Erst die Franzosen waren es, die den Bau so kurz vor der Vollendung stoppten. 1923 waren sie die besetzende Macht in der Region und im Gegensatz zu den Amerikanern sahen sie das Projekt als eine Bedrohung, denn es war die Eisenbahn, die 1914 für den Nachschub an Ausrüstung und Proviant für die Deutschen an der Front sorgte. Die Franzosen unterbanden die Fertigstellung sofort. Die Schienen waren schon fertig und die Pfeiler des Viaduktes standen, das einzige was fehlte, war der verbindende Teil. Und auch da stand das Holzgerüst schon und der Beton war sozusagen fertig zum Ausgießen.
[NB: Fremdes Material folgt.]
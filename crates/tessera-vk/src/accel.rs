//! Acceleration structure geometry, build flags and sizing.

use crate::format::{index_type, vertex_format};
use ash::vk;
use tessera_core::{
    AccelerationStructureKind, AccelerationStructureSizes, BlasKind, GeometryDesc,
};

/// Native structure type of `kind`.
pub const fn structure_type(kind: AccelerationStructureKind) -> vk::AccelerationStructureTypeKHR {
    match kind {
        AccelerationStructureKind::Bottom(_) => vk::AccelerationStructureTypeKHR::BOTTOM_LEVEL,
        AccelerationStructureKind::Top => vk::AccelerationStructureTypeKHR::TOP_LEVEL,
    }
}

/// Build flags of `kind`.
///
/// Intermediate structures are rebuilt often and refit every frame, so they
/// favour build speed. Non-compacted structures are built once and compacted.
pub fn build_flags(kind: AccelerationStructureKind) -> vk::BuildAccelerationStructureFlagsKHR {
    match kind {
        AccelerationStructureKind::Bottom(BlasKind::Intermediate) => {
            vk::BuildAccelerationStructureFlagsKHR::ALLOW_UPDATE
                | vk::BuildAccelerationStructureFlagsKHR::PREFER_FAST_BUILD
        }
        AccelerationStructureKind::Bottom(BlasKind::NonCompacted | BlasKind::Compacted) => {
            vk::BuildAccelerationStructureFlagsKHR::ALLOW_COMPACTION
                | vk::BuildAccelerationStructureFlagsKHR::PREFER_FAST_TRACE
        }
        AccelerationStructureKind::Top => vk::BuildAccelerationStructureFlagsKHR::ALLOW_UPDATE,
    }
}

/// Triangle geometry reading positions at `vertex_address` and, when indexed,
/// indices at `index_address`.
pub fn triangle_geometry(
    desc: &GeometryDesc,
    vertex_address: u64,
    index_address: u64,
) -> vk::AccelerationStructureGeometryKHR<'static> {
    let (ty, index_address) = match desc.indices {
        Some((ty, _)) => (index_type(ty), index_address),
        None => (vk::IndexType::NONE_KHR, 0),
    };
    let triangles = vk::AccelerationStructureGeometryTrianglesDataKHR::default()
        .vertex_format(vertex_format(desc.vertex_format))
        .vertex_data(vk::DeviceOrHostAddressConstKHR {
            device_address: vertex_address,
        })
        .vertex_stride(u64::from(desc.vertex_stride))
        .max_vertex(desc.vertex_count.saturating_sub(1))
        .index_type(ty)
        .index_data(vk::DeviceOrHostAddressConstKHR {
            device_address: index_address,
        });
    let flags = if desc.force_closest_hit {
        vk::GeometryFlagsKHR::OPAQUE
    } else {
        vk::GeometryFlagsKHR::empty()
    };
    vk::AccelerationStructureGeometryKHR::default()
        .geometry_type(vk::GeometryTypeKHR::TRIANGLES)
        .flags(flags)
        .geometry(vk::AccelerationStructureGeometryDataKHR { triangles })
}

/// Instance geometry reading tightly packed records at `instances_address`.
pub fn instance_geometry(instances_address: u64) -> vk::AccelerationStructureGeometryKHR<'static> {
    vk::AccelerationStructureGeometryKHR::default()
        .geometry_type(vk::GeometryTypeKHR::INSTANCES)
        .geometry(vk::AccelerationStructureGeometryDataKHR {
            instances: vk::AccelerationStructureGeometryInstancesDataKHR::default()
                .array_of_pointers(false)
                .data(vk::DeviceOrHostAddressConstKHR {
                    device_address: instances_address,
                }),
        })
}

/// Geometries of one build with their primitive ranges.
#[derive(Default)]
pub struct GeometryList {
    pub geometries: Vec<vk::AccelerationStructureGeometryKHR<'static>>,
    pub ranges: Vec<vk::AccelerationStructureBuildRangeInfoKHR>,
}

impl GeometryList {
    /// Bottom-level geometries; `addresses` holds vertex and index addresses
    /// per geometry. Sizing queries may pass zero addresses.
    pub fn bottom(descs: &[GeometryDesc], addresses: &[(u64, u64)]) -> Self {
        let mut list = Self::default();
        for (desc, &(vertex, index)) in descs.iter().zip(addresses) {
            list.geometries.push(triangle_geometry(desc, vertex, index));
            list.ranges.push(
                vk::AccelerationStructureBuildRangeInfoKHR::default()
                    .primitive_count(desc.primitive_count()),
            );
        }
        list
    }

    /// Sizing geometry list with no device addresses.
    pub fn bottom_for_sizing(descs: &[GeometryDesc]) -> Self {
        Self::bottom(descs, &vec![(0, 0); descs.len()])
    }

    pub fn top(instances_address: u64, instance_count: u32) -> Self {
        Self {
            geometries: vec![instance_geometry(instances_address)],
            ranges: vec![
                vk::AccelerationStructureBuildRangeInfoKHR::default().primitive_count(instance_count),
            ],
        }
    }

    pub fn primitive_counts(&self) -> Vec<u32> {
        self.ranges.iter().map(|r| r.primitive_count).collect()
    }
}

/// Query the build sizes of a structure of `kind` over `list`.
///
/// # Safety
/// The loader must be valid.
pub unsafe fn build_sizes(
    loader: &ash::khr::acceleration_structure::Device,
    kind: AccelerationStructureKind,
    list: &GeometryList,
) -> AccelerationStructureSizes {
    let build_info = vk::AccelerationStructureBuildGeometryInfoKHR::default()
        .ty(structure_type(kind))
        .flags(build_flags(kind))
        .mode(vk::BuildAccelerationStructureModeKHR::BUILD)
        .geometries(&list.geometries);

    let mut sizes = vk::AccelerationStructureBuildSizesInfoKHR::default();
    loader.get_acceleration_structure_build_sizes(
        vk::AccelerationStructureBuildTypeKHR::DEVICE,
        &build_info,
        &list.primitive_counts(),
        &mut sizes,
    );

    AccelerationStructureSizes {
        structure_size: sizes.acceleration_structure_size,
        build_scratch_size: sizes.build_scratch_size,
        update_scratch_size: kind.allows_update().then_some(sizes.update_scratch_size),
    }
}

/// Record one build or update of `dst`.
///
/// Updates refit `dst` in place.
///
/// # Safety
/// The command buffer must be recording and every address must reference live memory.
pub unsafe fn record_build(
    loader: &ash::khr::acceleration_structure::Device,
    cmd: vk::CommandBuffer,
    kind: AccelerationStructureKind,
    dst: vk::AccelerationStructureKHR,
    update: bool,
    list: &GeometryList,
    scratch_address: u64,
) {
    let (mode, src) = if update {
        (vk::BuildAccelerationStructureModeKHR::UPDATE, dst)
    } else {
        (
            vk::BuildAccelerationStructureModeKHR::BUILD,
            vk::AccelerationStructureKHR::null(),
        )
    };
    let build_info = vk::AccelerationStructureBuildGeometryInfoKHR::default()
        .ty(structure_type(kind))
        .flags(build_flags(kind))
        .mode(mode)
        .src_acceleration_structure(src)
        .dst_acceleration_structure(dst)
        .geometries(&list.geometries)
        .scratch_data(vk::DeviceOrHostAddressKHR {
            device_address: scratch_address,
        });

    loader.cmd_build_acceleration_structures(cmd, &[build_info], &[list.ranges.as_slice()]);
}

#[cfg(test)]
mod tests {
    use super::*;
    use tessera_core::IndexType;

    #[test]
    fn only_intermediate_and_top_allow_updates() {
        let intermediate = build_flags(AccelerationStructureKind::Bottom(BlasKind::Intermediate));
        assert!(intermediate.contains(vk::BuildAccelerationStructureFlagsKHR::ALLOW_UPDATE));
        let non_compacted = build_flags(AccelerationStructureKind::Bottom(BlasKind::NonCompacted));
        assert!(non_compacted.contains(vk::BuildAccelerationStructureFlagsKHR::ALLOW_COMPACTION));
        assert!(!non_compacted.contains(vk::BuildAccelerationStructureFlagsKHR::ALLOW_UPDATE));
        assert!(build_flags(AccelerationStructureKind::Top)
            .contains(vk::BuildAccelerationStructureFlagsKHR::ALLOW_UPDATE));
    }

    #[test]
    fn bottom_geometry_ranges_count_triangles() {
        let descs = [
            GeometryDesc::triangles(9),
            GeometryDesc::indexed(4, IndexType::U16, 6),
        ];
        let list = GeometryList::bottom(&descs, &[(0x1000, 0), (0x2000, 0x3000)]);
        assert_eq!(list.primitive_counts(), vec![3, 2]);
        assert_eq!(list.geometries[0].flags, vk::GeometryFlagsKHR::OPAQUE);
        // SAFETY: both geometries were created as triangles.
        let (first, second) = unsafe {
            (
                list.geometries[0].geometry.triangles,
                list.geometries[1].geometry.triangles,
            )
        };
        assert_eq!(first.index_type, vk::IndexType::NONE_KHR);
        assert_eq!(first.max_vertex, 8);
        assert_eq!(second.index_type, vk::IndexType::UINT16);
        assert_eq!(second.vertex_stride, 12);
    }

    #[test]
    fn top_list_holds_one_instance_geometry() {
        let list = GeometryList::top(0x4000, 7);
        assert_eq!(list.geometries.len(), 1);
        assert_eq!(list.geometries[0].geometry_type, vk::GeometryTypeKHR::INSTANCES);
        assert_eq!(list.primitive_counts(), vec![7]);
    }
}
Der Baustopp kam im letzten Moment.

Rund zehn Jahre stand der Tunnel leer, bis eine ungewöhnliche Idee ihn einem neuen Verwendungszweck zuführte: um sich vom Ausland unabhängig zu machen, wurden hier Champignons gezüchtet. Die Bedingungen waren ideal, der Tunnel war dunkel, feucht und hatte eine stabile Temperatur.

Als der zweite Weltkrieg ausbrach, war an Champignons nicht mehr zu denken. Der verlassene Tunnel diente den Bewohnern als Schutz, und sie bauten sich hier einfache Hütten, in denen sie tagsüber lebten. Mit der Zeit entwickelte sich ein ausgefeiltes System, um beispielsweise die Postsendungen an die richtigen Abnehmer austeilen zu können: die Hütten wurden mit Nummern versehen. So wusste man, zu wem welche Post gehörte und auch der Arzt konnte seinen Patienten leichter finden. Denn das Leben musste weiter gehen, auch wenn oberhalb die Bomben fielen. Irgendwann wurden die Behausungen zu mehr als das, sie wurden zu einer regelrechten Siedlung, zur „Stadt im Berg“.

Zum Ende des Krieges wurde der Tunnel von den Franzosen gesprengt. Daher stammen auch die Trümmer in seinem Inneren. Der Ort wurde sich selbst überlassen, überwucherte und geriet lange in Vergessenheit. Im Jahr 2004 errichtete der Heimatverein Ahrweiler mit Spenden und Hilfe von Bürger*innen aus Ahrweiler und Umgebung diese Gedenkstätte. Sie wurde ausschließlich von Spenden finanziert.

So hätte der fertige Viadukt einmal ausgesehen – eine Vision des Künstlers Kolja Schäfer.